(Bloomberg) — Micron Technology Inc. and Xilinx Inc. gave strong sales forecasts, suggesting demand is recovering as parts of the global economy emerge from the pandemic lockdown. Shares of both chipmakers jumped in extended trading.
Micron, the largest U.S. memory chip maker, said revenue in the current period will be $5.75 to $6.25 billion, well ahead of analyst estimates.
Xilinx, which makes programmable chips for wireless networks, reported preliminary revenue of $720 million to $734 million for the fiscal first quarter. That was up from a previous forecast.
“While we have seen some Covid-19 related impacts during the June quarter, our business has generally performed well overall,” Victor Peng, Xilinx’s chief executive officer, said in a statement.
Micron makes memory chips for computers, and similar components that store data in mobile devices. The company competes with Samsung Electronics Co., SK Hynix Inc. and Kioxia.
The Covid-19 pandemic has sparked a deep recession and dented consumer demand for the tech gadgets that use Micron chips. However, millions of people are working from home and going online more. That has spurred demand for Micron components in servers that power much of this digital activity.
Micron’s stock rallied about 6% in extended trading on Monday. It earlier closed up 1.4% at $49.15. That left the shares down about 9% so far this year, compared with a 5% gain by the Philadelphia Semiconductor Index.
Xilinx’s improved performance also reflects demand for components to handle rising online activity. The company is also benefiting from investment to build new fifth generation, or 5G, wireless networks. Xilinx stock climbed more than 7% in extended trading.
In May, Micron raised its revenue guidance due to the boom in online data traffic. However, it also cautioned that overall demand was still weaker than at the beginning of the year and warned that the economy may deteriorate in the second half of 2020.In Micron’s fiscal-third quarter, net income was $803 million, or 71 cents a share, down from $840 million, or 74 cents a share, in the same period a year earlier. Revenue was $5.43 billion, a gain from a year ago. Wall Street was looking for earnings of 65 cents a share and sales of $5.3 billion.

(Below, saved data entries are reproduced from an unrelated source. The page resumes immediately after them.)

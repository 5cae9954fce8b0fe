//! Internal helpers shared by the engine modules.
//!
//! These utilities are **not** part of the public API.

use uuid::Uuid;

/// Divides `total` by `n`, rounding half-up to the nearest whole minor unit.
///
/// This is the engine-wide replacement for "round to 2 decimal places" on
/// amounts expressed in currency units: with amounts stored as integer cents,
/// rounding to cents is rounding to integers.
///
/// `total` must be >= 0 and `n` > 0 (all call sites divide non-negative
/// contribution sums by a member count).
pub(crate) fn div_round_half_up(total: i64, n: i64) -> i64 {
    debug_assert!(total >= 0 && n > 0);
    (2 * total + n) / (2 * n)
}

/// Generates a short share code (6 chars, `A-Z a-z 0-9`) for joining a list.
///
/// Derived from UUID bytes rather than a dedicated RNG; codes are join
/// handles, not secrets, and the `lists.share_code` unique index catches the
/// rare collision.
pub(crate) fn generate_share_code() -> String {
    const SEQUENCE: &[u8] = b"ABCDEFGHIJKLMNOPQRSTUVWXYZ0123456789abcdefghijklmnopqrstuvwxyz";
    Uuid::new_v4()
        .as_bytes()
        .iter()
        .take(6)
        .map(|byte| SEQUENCE[*byte as usize % SEQUENCE.len()] as char)
        .collect()
}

“First, we expect the data center outlook to remain healthy. Second, we expect smartphone and consumer end-unit sales to continue to improve,” Micron Chief Executive Officer Sanjay Mehrotra said.
New video game consoles will also drive demand for Micron’s DRAM and NAND chips, he added, while noting that short-term visibility is limited due to the pandemic, trade tensions and macro-economic uncertainty.
Some analysts see the virus lockdown helping Micron and its peers. Some chipmakers have struggled to get all the machinery they need to equip new production lines. That has slowed output gains and may limit supply while supporting prices, they argue.